Source data:
--- --- ---

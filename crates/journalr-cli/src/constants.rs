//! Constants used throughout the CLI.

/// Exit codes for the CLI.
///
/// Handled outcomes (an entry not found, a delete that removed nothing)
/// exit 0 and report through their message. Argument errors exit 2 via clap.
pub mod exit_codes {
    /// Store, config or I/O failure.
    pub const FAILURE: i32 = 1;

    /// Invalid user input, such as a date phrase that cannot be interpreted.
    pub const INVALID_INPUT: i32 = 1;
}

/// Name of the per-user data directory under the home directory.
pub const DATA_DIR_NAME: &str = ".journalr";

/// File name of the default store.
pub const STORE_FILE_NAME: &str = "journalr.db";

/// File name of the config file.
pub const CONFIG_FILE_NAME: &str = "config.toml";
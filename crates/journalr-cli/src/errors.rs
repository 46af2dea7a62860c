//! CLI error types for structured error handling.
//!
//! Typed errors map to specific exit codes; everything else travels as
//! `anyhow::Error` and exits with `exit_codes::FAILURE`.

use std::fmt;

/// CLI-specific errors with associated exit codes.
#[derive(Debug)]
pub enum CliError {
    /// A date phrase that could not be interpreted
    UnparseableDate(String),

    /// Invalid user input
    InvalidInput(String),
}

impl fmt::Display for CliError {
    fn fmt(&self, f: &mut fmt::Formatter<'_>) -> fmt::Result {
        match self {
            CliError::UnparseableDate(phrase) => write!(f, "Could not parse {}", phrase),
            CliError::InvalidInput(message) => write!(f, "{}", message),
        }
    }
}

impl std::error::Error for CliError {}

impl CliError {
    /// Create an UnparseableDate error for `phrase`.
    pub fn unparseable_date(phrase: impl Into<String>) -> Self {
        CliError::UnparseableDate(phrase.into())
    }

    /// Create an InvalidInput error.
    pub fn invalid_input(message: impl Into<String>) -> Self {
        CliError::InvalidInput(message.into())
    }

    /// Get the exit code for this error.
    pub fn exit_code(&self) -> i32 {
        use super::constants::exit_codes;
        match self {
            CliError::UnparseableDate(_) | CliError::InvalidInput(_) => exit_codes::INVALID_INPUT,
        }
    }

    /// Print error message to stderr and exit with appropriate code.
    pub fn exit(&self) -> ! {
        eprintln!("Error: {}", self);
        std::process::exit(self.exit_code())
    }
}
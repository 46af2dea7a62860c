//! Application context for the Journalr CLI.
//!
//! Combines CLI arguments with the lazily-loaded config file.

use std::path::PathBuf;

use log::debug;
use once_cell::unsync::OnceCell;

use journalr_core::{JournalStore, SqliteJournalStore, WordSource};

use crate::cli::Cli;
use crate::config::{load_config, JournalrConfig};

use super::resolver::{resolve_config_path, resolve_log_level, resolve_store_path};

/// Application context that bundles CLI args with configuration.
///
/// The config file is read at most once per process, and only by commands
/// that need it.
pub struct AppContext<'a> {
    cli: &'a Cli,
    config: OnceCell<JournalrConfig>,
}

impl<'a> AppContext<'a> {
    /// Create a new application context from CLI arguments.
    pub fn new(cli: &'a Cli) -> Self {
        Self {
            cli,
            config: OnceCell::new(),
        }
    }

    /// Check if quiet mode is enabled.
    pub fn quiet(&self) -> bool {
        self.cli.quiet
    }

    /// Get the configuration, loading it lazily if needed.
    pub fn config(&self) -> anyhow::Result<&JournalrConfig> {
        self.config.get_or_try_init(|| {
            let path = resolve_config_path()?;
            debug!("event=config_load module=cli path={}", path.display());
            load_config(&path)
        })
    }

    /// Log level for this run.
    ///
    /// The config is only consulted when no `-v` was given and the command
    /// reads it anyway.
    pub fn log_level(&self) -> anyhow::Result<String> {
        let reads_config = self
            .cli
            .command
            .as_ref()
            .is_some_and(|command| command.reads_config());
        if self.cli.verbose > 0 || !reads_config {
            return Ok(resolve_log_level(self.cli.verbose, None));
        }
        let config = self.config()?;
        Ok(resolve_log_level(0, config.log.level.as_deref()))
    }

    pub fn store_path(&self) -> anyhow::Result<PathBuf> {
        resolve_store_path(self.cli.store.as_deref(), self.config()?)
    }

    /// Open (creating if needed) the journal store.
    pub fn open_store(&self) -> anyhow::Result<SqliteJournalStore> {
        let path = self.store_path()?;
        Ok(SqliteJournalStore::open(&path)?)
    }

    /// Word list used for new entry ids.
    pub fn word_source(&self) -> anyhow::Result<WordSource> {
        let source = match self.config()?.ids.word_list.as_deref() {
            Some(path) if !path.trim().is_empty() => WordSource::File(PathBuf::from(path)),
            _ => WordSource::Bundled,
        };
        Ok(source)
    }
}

--- --- ---

Task goal —
Filter by the word "JournalrConfig": copy every line of the data that holds it.

Finished task —
use crate::config::{load_config, JournalrConfig};
    config: OnceCell<JournalrConfig>,
    pub fn config(&self) -> anyhow::Result<&JournalrConfig> {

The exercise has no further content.